The impact of scientific research findings remains limited unless they are disseminated among the research community as a whole. However, sharing research openly is not easy because of many cultural and technological barriers. In a bid to remove those impediments in the way of open research, EPFL President Martin Vetterli launched the Open Science Fund in September 2018.

The Fund has a dedicated corpus of CHF 3 million, which will be disbursed over the next three years. In its first call for proposals, the presidency received an overwhelming 50 submissions. Out of them, nine have been selected to receive funding for their open science projects, including two laboratories of the School of Computer and Communication Sciences (IC).

The Integrated Systems Laboratory (LSI), headed by Professor Giovanni de Micheli, was awarded funding for its open science project, “Promoting Open Benchmarks in Logic Synthesis.” The Open Logic Synthesis Libraries and Benchmarks are a collection of modular open source C++ libraries and benchmarks developed at LSI to improve optimization algorithms in the field of logic synthesis.

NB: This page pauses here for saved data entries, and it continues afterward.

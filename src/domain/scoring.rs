//! Join, filter, score and rank.
//!
//! income_score = yield × 100, growth_score = CAGR × 100,
//! total_score = growth_weight × growth + income_weight × income.

use std::cmp::Ordering;
use std::collections::HashMap;

use crate::domain::error::EtfEngineError;
use crate::domain::etf::{normalize_ticker, Fundamentals};
use crate::domain::metrics::EtfMetrics;
use tracing::debug;

pub const DEFAULT_GROWTH_WEIGHT: f64 = 0.6;
pub const DEFAULT_INCOME_WEIGHT: f64 = 0.4;
pub const DEFAULT_MIN_YIELD: f64 = 0.0;

#[derive(Debug, Clone, PartialEq)]
pub struct ScoringConfig {
    pub min_yield: f64,
    pub growth_weight: f64,
    pub income_weight: f64,
}

impl Default for ScoringConfig {
    fn default() -> Self {
        Self {
            min_yield: DEFAULT_MIN_YIELD,
            growth_weight: DEFAULT_GROWTH_WEIGHT,
            income_weight: DEFAULT_INCOME_WEIGHT,
        }
    }
}

/// A metrics record joined with its fundamentals.
#[derive(Debug, Clone, PartialEq)]
pub struct EtfRow {
    pub ticker: String,
    pub category: String,
    pub distribution_yield: f64,
    pub metrics: EtfMetrics,
}

#[derive(Debug, Clone, PartialEq)]
pub struct ScoredEtf {
    pub row: EtfRow,
    pub income_score: f64,
    pub growth_score: f64,
    pub total_score: f64,
}

impl ScoredEtf {
    pub fn ticker(&self) -> &str {
        &self.row.ticker
    }

    pub fn category(&self) -> &str {
        &self.row.category
    }

    pub fn distribution_yield(&self) -> f64 {
        self.row.distribution_yield
    }
}

/// Inner join on ticker. Category and yield come from the fundamentals table.
pub fn join(metrics: &[EtfMetrics], fundamentals: &[Fundamentals]) -> Vec<EtfRow> {
    let by_ticker: HashMap<String, &Fundamentals> = fundamentals
        .iter()
        .map(|f| (normalize_ticker(&f.ticker), f))
        .collect();

    metrics
        .iter()
        .filter_map(|m| {
            let key = normalize_ticker(&m.ticker);
            match by_ticker.get(&key) {
                Some(f) => Some(EtfRow {
                    ticker: key,
                    category: f.category.trim().to_string(),
                    distribution_yield: f.distribution_yield,
                    metrics: m.clone(),
                }),
                None => {
                    debug!("{}: no fundamentals, dropped from scoring", m.ticker);
                    None
                }
            }
        })
        .collect()
}

/// Keep rows whose distribution yield is at least `min_yield`.
pub fn filter_by_yield(rows: Vec<EtfRow>, min_yield: f64) -> Vec<EtfRow> {
    rows.into_iter()
        .filter(|r| r.distribution_yield >= min_yield)
        .collect()
}

/// `None` when the row has no CAGR to score growth with.
pub fn score(row: EtfRow, config: &ScoringConfig) -> Option<ScoredEtf> {
    let cagr = row.metrics.cagr_5y?;
    let income_score = row.distribution_yield * 100.0;
    let growth_score = cagr * 100.0;
    let total_score = config.growth_weight * growth_score + config.income_weight * income_score;

    Some(ScoredEtf {
        row,
        income_score,
        growth_score,
        total_score,
    })
}

/// Descending by total score, ties broken by ticker.
pub fn rank(scored: &mut [ScoredEtf]) {
    scored.sort_by(|a, b| {
        b.total_score
            .partial_cmp(&a.total_score)
            .unwrap_or(Ordering::Equal)
            .then_with(|| a.row.ticker.cmp(&b.row.ticker))
    });
}

pub fn score_universe(
    rows: Vec<EtfRow>,
    config: &ScoringConfig,
) -> Result<Vec<ScoredEtf>, EtfEngineError> {
    let mut scored: Vec<ScoredEtf> = filter_by_yield(rows, config.min_yield)
        .into_iter()
        .filter_map(|r| score(r, config))
        .collect();

    if scored.is_empty() {
        return Err(EtfEngineError::NoCandidates {
            min_yield: config.min_yield,
        });
    }

    rank(&mut scored);
    Ok(scored)
}

#[cfg(test)]
mod tests {
    use super::*;
    use approx::assert_relative_eq;

    fn metrics(ticker: &str, cagr: Option<f64>) -> EtfMetrics {
        EtfMetrics {
            ticker: ticker.to_string(),
            last_price: 10.0,
            observations: 100,
            cagr_5y: cagr,
            volatility: Some(0.15),
            max_drawdown: Some(-0.2),
        }
    }

    fn fundamentals(ticker: &str, yld: f64, category: &str) -> Fundamentals {
        Fundamentals {
            ticker: ticker.to_string(),
            distribution_yield: yld,
            category: category.to_string(),
        }
    }

    fn row(ticker: &str, yld: f64, cagr: f64) -> EtfRow {
        EtfRow {
            ticker: ticker.to_string(),
            category: "Dividend".to_string(),
            distribution_yield: yld,
            metrics: metrics(ticker, Some(cagr)),
        }
    }

    #[test]
    fn join_is_inner_and_takes_fundamentals_category() {
        let m = vec![metrics("VFV.TO", Some(0.1)), metrics("XYZ.TO", Some(0.05))];
        let f = vec![fundamentals("vfv.to", 0.01, "Growth")];
        let rows = join(&m, &f);
        assert_eq!(rows.len(), 1);
        assert_eq!(rows[0].ticker, "VFV.TO");
        assert_eq!(rows[0].category, "Growth");
        assert_relative_eq!(rows[0].distribution_yield, 0.01);
    }

    #[test]
    fn filter_keeps_threshold_and_above() {
        let rows = vec![row("A", 0.02, 0.1), row("B", 0.03, 0.1), row("C", 0.05, 0.1)];
        let kept = filter_by_yield(rows, 0.03);
        let tickers: Vec<_> = kept.iter().map(|r| r.ticker.as_str()).collect();
        assert_eq!(tickers, vec!["B", "C"]);
    }

    #[test]
    fn score_formula() {
        let scored = score(row("A", 0.05, 0.08), &ScoringConfig::default()).unwrap();
        assert_relative_eq!(scored.income_score, 5.0, epsilon = 1e-12);
        assert_relative_eq!(scored.growth_score, 8.0, epsilon = 1e-12);
        assert_relative_eq!(scored.total_score, 0.6 * 8.0 + 0.4 * 5.0, epsilon = 1e-12);
    }

    #[test]
    fn score_without_cagr_is_none() {
        let mut r = row("A", 0.05, 0.0);
        r.metrics.cagr_5y = None;
        assert!(score(r, &ScoringConfig::default()).is_none());
    }

    #[test]
    fn rank_descending_with_ticker_tiebreak() {
        let config = ScoringConfig::default();
        let mut scored: Vec<_> = vec![
            row("B", 0.05, 0.05),
            row("A", 0.05, 0.05),
            row("C", 0.10, 0.10),
        ]
        .into_iter()
        .filter_map(|r| score(r, &config))
        .collect();
        rank(&mut scored);
        let tickers: Vec<_> = scored.iter().map(|s| s.ticker()).collect();
        assert_eq!(tickers, vec!["C", "A", "B"]);
    }

    #[test]
    fn score_universe_empty_is_no_candidates() {
        let config = ScoringConfig {
            min_yield: 0.5,
            ..ScoringConfig::default()
        };
        let err = score_universe(vec![row("A", 0.05, 0.1)], &config).unwrap_err();
        assert!(matches!(err, EtfEngineError::NoCandidates { min_yield } if min_yield == 0.5));
    }

    #[test]
    fn custom_weights() {
        let config = ScoringConfig {
            min_yield: 0.0,
            growth_weight: 0.0,
            income_weight: 1.0,
        };
        let scored = score_universe(vec![row("A", 0.07, 0.2), row("B", 0.09, 0.0)], &config)
            .unwrap();
        assert_eq!(scored[0].ticker(), "B");
        assert_relative_eq!(scored[0].total_score, 9.0, epsilon = 1e-12);
    }
}
//! Price history access port trait.

use crate::domain::error::EtfEngineError;
use crate::domain::price::PricePoint;
use chrono::NaiveDate;

pub trait PricePort {
    /// Daily adjusted closes for one ticker in `[start_date, end_date]`,
    /// ordered by date.
    fn fetch_closes(
        &self,
        ticker: &str,
        start_date: NaiveDate,
        end_date: NaiveDate,
    ) -> Result<Vec<PricePoint>, EtfEngineError>;

    /// Bulk fetch. Results come back in the order of `tickers`, one per ticker.
    /// Default implementation: one `fetch_closes` call after another.
    fn fetch_many(
        &self,
        tickers: &[String],
        start_date: NaiveDate,
        end_date: NaiveDate,
    ) -> Vec<(String, Result<Vec<PricePoint>, EtfEngineError>)> {
        tickers
            .iter()
            .map(|t| (t.clone(), self.fetch_closes(t, start_date, end_date)))
            .collect()
    }
}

The project aims to promote the research community’s adoption of benchmarking tools and open software libraries for reproducing and comparing performance between different technologies. The contact person for the project is Heinz Riener, a post-doc at LSI.

On the other hand, the winning proposal by the Distributed Information Systems Laboratory (LSIR) was for the project, “Evaluating the Quality of Science News Articles.” The laboratory, led by Professor Karl Aberer, will use the Open Science Fund to develop a platform called SciLens to verify the credibility of journalistic articles and social media content on scientific findings. SciLens automatically generates indicators to combat fake news by identifying news items that misrepresent the results of scientific studies.

The Open Science Fund initiative has been accompanied with other related steps to help widen the reach of research and make it more open. These include a dedicated web page providing information, news, and happenings related to open science at EPFL, and the organization of an Open Science Day on October 18 this year to mark EPFL’s 50th anniversary.